La loi chilienne stipule explicitement que tout activité risquant d'affecter un site sous protection officielle doit être soumis à une étude d'impact environnementale, ajoute-t-elle. Or, à ce jour, aucune mesure de protection n'a été mis en œuvre.

La situation a même poussé le Conseil des Monuments Nationaux (CMN) à demander une intervention du Conseil de Défense de l'Etat, la plus haute instance juridique. Il souligne que « depuis 2008 jusqu'à la dernière édition du rallye, le Conseil des Monuments Nationaux a réclamé des évaluations paléontologiques et archéologiques à l'Institut national des sports, qui coordonne le Dakar au Chili ». Et ajoute : « Jusqu'à ce jour, les demandes du CMN n'ont pas obtenu de réponse ».

Fleurs du désert

Luis Mariano Rendón, coordinateur de l'ONG Action Ecologique, n'a de son côté « aucun doute sur les conséquences néfastes du rallye Dakar au Chili » et critique le fait que « les autorité judiciaires, comme les gouvernements qui le soutiennent, ont choisi de regarder ailleurs ».
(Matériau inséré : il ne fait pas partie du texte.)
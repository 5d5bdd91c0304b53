//! Structured diagnostics and stage-level errors.
//!
//! Every stage of the pipeline reports problems as [`Diagnostic`] values
//! through a [`DiagnosticSink`] at the point of first observation, then
//! returns an [`Error`] so the enclosing stage can fail. Nothing is retried
//! and nothing is recovered.

use crate::token::Token;
use std::fmt;

/// How serious a diagnostic is. Warnings do not fail the pipeline.
#[derive(Debug, Clone, Copy, PartialEq, Eq)]
pub enum Severity {
    Warning,
    Error,
}

/// One diagnostic message tied to a source location.
///
/// When `source_line` is non-empty the rendering uses the caret format:
///
/// ```text
/// <full source line>
///      ^
/// <message> at <file>:<line>
/// ```
#[derive(Debug, Clone, PartialEq)]
pub struct Diagnostic {
    pub severity: Severity,
    pub file: String,
    /// 1-based line number.
    pub line: u32,
    /// 0-based column of the offending token.
    pub column: u32,
    /// Full text of the source line, empty when unavailable.
    pub source_line: String,
    pub message: String,
}

impl Diagnostic {
    /// Diagnostic anchored at a token, carrying its source line for the
    /// caret rendering.
    pub fn at_token(severity: Severity, token: &Token, message: impl Into<String>) -> Self {
        Diagnostic {
            severity,
            file: token.file_name().to_owned(),
            line: token.line_number(),
            column: token.column_number(),
            source_line: token.full_line().to_owned(),
            message: message.into(),
        }
    }

    /// The parser's "unexpected token" diagnostic.
    pub fn unexpected_token(token: &Token) -> Self {
        Diagnostic::at_token(
            Severity::Error,
            token,
            format!("Unexpected Token '{}'", token.text()),
        )
    }

    pub fn error(token: &Token, message: impl Into<String>) -> Self {
        Diagnostic::at_token(Severity::Error, token, message)
    }

    pub fn warning(token: &Token, message: impl Into<String>) -> Self {
        Diagnostic::at_token(Severity::Warning, token, message)
    }

    /// Diagnostic without a source line, for failures that are not tied to
    /// a particular token (missing files, unresolved imports).
    pub fn bare(severity: Severity, file: &str, line: u32, message: impl Into<String>) -> Self {
        Diagnostic {
            severity,
            file: file.to_owned(),
            line,
            column: 0,
            source_line: String::new(),
            message: message.into(),
        }
    }
}

impl fmt::Display for Diagnostic {
    fn fmt(&self, f: &mut fmt::Formatter<'_>) -> fmt::Result {
        if !self.source_line.is_empty() {
            writeln!(f, "{}", self.source_line)?;
            for _ in 0..self.column {
                write!(f, " ")?;
            }
            writeln!(f, "^")?;
        }
        write!(f, "{} at {}:{}", self.message, self.file, self.line)
    }
}

/// Receiver for diagnostics. Passing the sink by reference lets tests
/// capture output instead of scraping stderr.
pub trait DiagnosticSink {
    fn report(&mut self, diag: Diagnostic);
}

/// Default sink: writes every diagnostic to standard error.
pub struct StderrSink;

impl DiagnosticSink for StderrSink {
    fn report(&mut self, diag: Diagnostic) {
        eprintln!("{}", diag);
    }
}

/// Buffering sink for tests.
#[derive(Default)]
pub struct BufferSink {
    pub diagnostics: Vec<Diagnostic>,
}

impl BufferSink {
    pub fn new() -> Self {
        BufferSink::default()
    }

    pub fn errors(&self) -> impl Iterator<Item = &Diagnostic> {
        self.diagnostics
            .iter()
            .filter(|d| d.severity == Severity::Error)
    }
}

impl DiagnosticSink for BufferSink {
    fn report(&mut self, diag: Diagnostic) {
        self.diagnostics.push(diag);
    }
}

/// Stage-level failure. The detailed diagnostic has already been reported
/// to the sink by the time one of these is returned; upstream stages
/// propagate without further annotation.
#[derive(Debug, thiserror::Error)]
pub enum Error {
    #[error("syntax error at {file}:{line}")]
    Syntax { file: String, line: u32 },

    #[error("lowering failed at {file}:{line}")]
    Lowering { file: String, line: u32 },

    #[error("cannot locate '{name}' on the include path")]
    FileNotFound { name: String },

    #[error("cannot read '{path}': {source}")]
    Io {
        path: String,
        #[source]
        source: std::io::Error,
    },

    #[error("symbol '{symbol}' not defined in namespace '{namespace}'")]
    Resolution { symbol: String, namespace: String },

    #[error("dependency tracing failed: {message}")]
    Dependency { message: String },
}

impl Error {
    pub fn syntax(token: &Token) -> Self {
        Error::Syntax {
            file: token.file_name().to_owned(),
            line: token.line_number(),
        }
    }

    pub fn lowering(token: &Token) -> Self {
        Error::Lowering {
            file: token.file_name().to_owned(),
            line: token.line_number(),
        }
    }
}

#[cfg(test)]
mod tests {
    use super::*;
    use crate::token::Lexeme;
    use std::rc::Rc;

    fn sample_token() -> Token {
        Token::new(
            "bogus".to_owned(),
            Rc::new("demo.nyx".to_owned()),
            Rc::new("rule bogus {".to_owned()),
            3,
            5,
            Lexeme::Identifier,
        )
    }

    #[test]
    fn caret_rendering_matches_column() {
        let diag = Diagnostic::unexpected_token(&sample_token());
        let rendered = diag.to_string();
        let lines: Vec<&str> = rendered.lines().collect();
        assert_eq!(lines[0], "rule bogus {");
        assert_eq!(lines[1], "     ^");
        assert_eq!(lines[2], "Unexpected Token 'bogus' at demo.nyx:3");
    }

    #[test]
    fn bare_diagnostic_skips_caret() {
        let diag = Diagnostic::bare(Severity::Error, "missing.nyx", 0, "cannot open file");
        assert_eq!(diag.to_string(), "cannot open file at missing.nyx:0");
    }

    #[test]
    fn buffer_sink_collects() {
        let mut sink = BufferSink::new();
        sink.report(Diagnostic::warning(&sample_token(), "shadowed"));
        sink.report(Diagnostic::error(&sample_token(), "broken"));
        assert_eq!(sink.diagnostics.len(), 2);
        assert_eq!(sink.errors().count(), 1);
    }
}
L'écologiste souligne que « la plupart des gens imaginent que dans le désert, il n'y a rien. Mais de nombreuses zones abritent des formes de vie extrêmement fragiles. Il y a par exemple l'extraordinaire phénomène de fleurissement (desert bloom) du désert d'Atacama [ou passe le rallye], le plus sec du monde ». Et il n'y a pas que les dommages directement causés à la nature. Le Dakar, souligne Luis Mariano Rendón, « promeut l'usage des 4x4, et fait la publicité à l'échelle mondiale » de ces véhicules « qui ont le plus fort impact en terme de sécurité routière et de consommation de carburant ».
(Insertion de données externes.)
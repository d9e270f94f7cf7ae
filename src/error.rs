//! Error types for the Yardcam server

use axum::{
    http::StatusCode,
    response::{IntoResponse, Response},
    Json,
};
use serde::Serialize;
use thiserror::Error;

use crate::capture::SessionError;
use crate::photos::PhotoStoreError;

/// Application-wide result type
pub type Result<T> = std::result::Result<T, AppError>;

/// Application error type
#[derive(Error, Debug)]
pub enum AppError {
    #[error("Not found: {0}")]
    NotFound(String),

    #[error("Bad request: {0}")]
    BadRequest(String),

    #[error("Internal error: {0}")]
    Internal(String),

    #[error("Database error: {0}")]
    Database(#[from] sqlx::Error),

    #[error("Photo store error: {0}")]
    PhotoStore(#[from] PhotoStoreError),

    #[error("Capture session error: {0}")]
    Session(#[from] SessionError),
}

/// Blob storage errors
#[derive(Error, Debug)]
pub enum StorageError {
    #[error("Object not found: {0}")]
    ObjectNotFound(String),

    #[error("Access denied: {0}")]
    AccessDenied(String),

    #[error("S3 SDK error: {0}")]
    SdkError(String),

    #[error("Local storage error: {0}")]
    Local(String),
}

/// Error response body
#[derive(Serialize)]
struct ErrorResponse {
    error: String,
    message: String,
    #[serde(skip_serializing_if = "Option::is_none")]
    details: Option<String>,
}

impl IntoResponse for AppError {
    fn into_response(self) -> Response {
        let (status, error_type, message) = match &self {
            AppError::NotFound(msg) => (StatusCode::NOT_FOUND, "not_found", msg.clone()),
            AppError::BadRequest(msg) => (StatusCode::BAD_REQUEST, "bad_request", msg.clone()),
            AppError::Internal(msg) => {
                tracing::error!("Internal error: {}", msg);
                (
                    StatusCode::INTERNAL_SERVER_ERROR,
                    "internal_error",
                    "An internal error occurred".to_string(),
                )
            }
            AppError::Database(e) => {
                tracing::error!("Database error: {}", e);
                (
                    StatusCode::INTERNAL_SERVER_ERROR,
                    "database_error",
                    "Database error".to_string(),
                )
            }
            AppError::PhotoStore(e) => {
                if e.status_code().is_server_error() {
                    tracing::error!("Photo store error: {}", e);
                }
                (e.status_code(), e.code(), e.to_string())
            }
            AppError::Session(e) => (StatusCode::CONFLICT, "invalid_transition", e.to_string()),
        };

        let body = Json(ErrorResponse {
            error: error_type.to_string(),
            message,
            details: if cfg!(debug_assertions) {
                Some(self.to_string())
            } else {
                None
            },
        });

        (status, body).into_response()
    }
}

#[cfg(test)]
mod tests {
    use super::*;

    #[test]
    fn test_status_codes() {
        let response = AppError::NotFound("photo".to_string()).into_response();
        assert_eq!(response.status(), StatusCode::NOT_FOUND);

        let response = AppError::BadRequest("bad".to_string()).into_response();
        assert_eq!(response.status(), StatusCode::BAD_REQUEST);

        let response =
            AppError::PhotoStore(PhotoStoreError::InvalidLocationLabel("roof".to_string()))
                .into_response();
        assert_eq!(response.status(), StatusCode::UNPROCESSABLE_ENTITY);
    }

    #[test]
    fn test_missing_blob_is_not_found() {
        let response = AppError::PhotoStore(PhotoStoreError::Blob(StorageError::ObjectNotFound(
            "photos/TS1/gone.jpg".to_string(),
        )))
        .into_response();
        assert_eq!(response.status(), StatusCode::NOT_FOUND);
    }
}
Pour Paola Gonzalez, il est urgent d'en finir avec l'expérience du Dakar afin de mettre un terme à la destruction de l'héritage historique du Chili et d'Amérique du Sud. Une réunion conjointe est prévue prochainement avec des archéologues et des écologistes du Pérou.

Au Chili, la contestation a reçu en décembre le soutien de l'UNESCO et les opposants envisagent de saisir la Cour international de justice si les tribunaux locaux ne donnent pas suite à leurs plaintes.